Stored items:
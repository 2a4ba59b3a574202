use crate::document::Document;
use bson::Bson;
use serde::Serialize;
use std::collections::BTreeMap;

/// Salary and position figures for the postings sharing one experience level.
#[derive(Debug, Clone, PartialEq, Serialize)]
#[serde(rename_all = "camelCase")]
pub struct TopicStats {
    /// Experience level, uppercased.
    #[serde(rename = "_id")]
    pub id: String,
    pub total_jobs: usize,
    pub avg_position: f64,
    pub avg_salary: f64,
    pub min_salary: f64,
    pub max_salary: f64,
}

fn number(v: Option<&Bson>) -> Option<f64> {
    match v? {
        Bson::Int32(i) => Some(f64::from(*i)),
        #[allow(clippy::cast_precision_loss)]
        Bson::Int64(i) => Some(*i as f64),
        Bson::Double(f) => Some(*f),
        _ => None,
    }
}

#[derive(Default)]
struct Acc {
    count: usize,
    positions: Vec<f64>,
    salaries: Vec<f64>,
}

fn mean(xs: &[f64]) -> f64 {
    if xs.is_empty() {
        return 0.0;
    }
    #[allow(clippy::cast_precision_loss)]
    let n = xs.len() as f64;
    xs.iter().sum::<f64>() / n
}

/// Groups `docs` by uppercased `experience`, ordered by group key.
/// Non-numeric `positions`/`salary` values are left out of the averages.
#[must_use]
pub fn group_by_experience(docs: &[Document]) -> Vec<TopicStats> {
    let mut groups: BTreeMap<String, Acc> = BTreeMap::new();
    for d in docs {
        let key = d.data.get_str("experience").unwrap_or_default().to_uppercase();
        let acc = groups.entry(key).or_default();
        acc.count += 1;
        acc.positions.extend(number(d.data.get("positions")));
        acc.salaries.extend(number(d.data.get("salary")));
    }
    groups
        .into_iter()
        .map(|(id, acc)| TopicStats {
            id,
            total_jobs: acc.count,
            avg_position: mean(&acc.positions),
            avg_salary: mean(&acc.salaries),
            min_salary: acc.salaries.iter().copied().reduce(f64::min).unwrap_or(0.0),
            max_salary: acc.salaries.iter().copied().reduce(f64::max).unwrap_or(0.0),
        })
        .collect()
}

### Assignment
Output the full set of entries exactly as they were given.

### Task response
repository 2a4ba59b3a574202
use crate::document::Document;
use bson::Bson;
use serde::Serialize;
use std::collections::BTreeMap;

/// Salary and position figures for the postings sharing one experience level.
#[derive(Debug, Clone, PartialEq, Serialize)]
#[serde(rename_all = "camelCase")]
pub struct TopicStats {
    /// Experience level, uppercased.
    #[serde(rename = "_id")]
    pub id: String,
    pub total_jobs: usize,
    pub avg_position: f64,
    pub avg_salary: f64,
    pub min_salary: f64,
    pub max_salary: f64,
}

fn number(v: Option<&Bson>) -> Option<f64> {
    match v? {
        Bson::Int32(i) => Some(f64::from(*i)),
        #[allow(clippy::cast_precision_loss)]
        Bson::Int64(i) => Some(*i as f64),
        Bson::Double(f) => Some(*f),
        _ => None,
    }
}

#[derive(Default)]
struct Acc {
    count: usize,
    positions: Vec<f64>,
    salaries: Vec<f64>,
}

fn mean(xs: &[f64]) -> f64 {
    if xs.is_empty() {
        return 0.0;
    }
    #[allow(clippy::cast_precision_loss)]
    let n = xs.len() as f64;
    xs.iter().sum::<f64>() / n
}

/// Groups `docs` by uppercased `experience`, ordered by group key.
/// Non-numeric `positions`/`salary` values are left out of the averages.
#[must_use]
pub fn group_by_experience(docs: &[Document]) -> Vec<TopicStats> {
    let mut groups: BTreeMap<String, Acc> = BTreeMap::new();
    for d in docs {
        let key = d.data.get_str("experience").unwrap_or_default().to_uppercase();
        let acc = groups.entry(key).or_default();
        acc.count += 1;
        acc.positions.extend(number(d.data.get("positions")));
        acc.salaries.extend(number(d.data.get("salary")));
    }
    groups
        .into_iter()
        .map(|(id, acc)| TopicStats {
            id,
            total_jobs: acc.count,
            avg_position: mean(&acc.positions),
            avg_salary: mean(&acc.salaries),
            min_salary: acc.salaries.iter().copied().reduce(f64::min).unwrap_or(0.0),
            max_salary: acc.salaries.iter().copied().reduce(f64::max).unwrap_or(0.0),
        })
        .collect()
}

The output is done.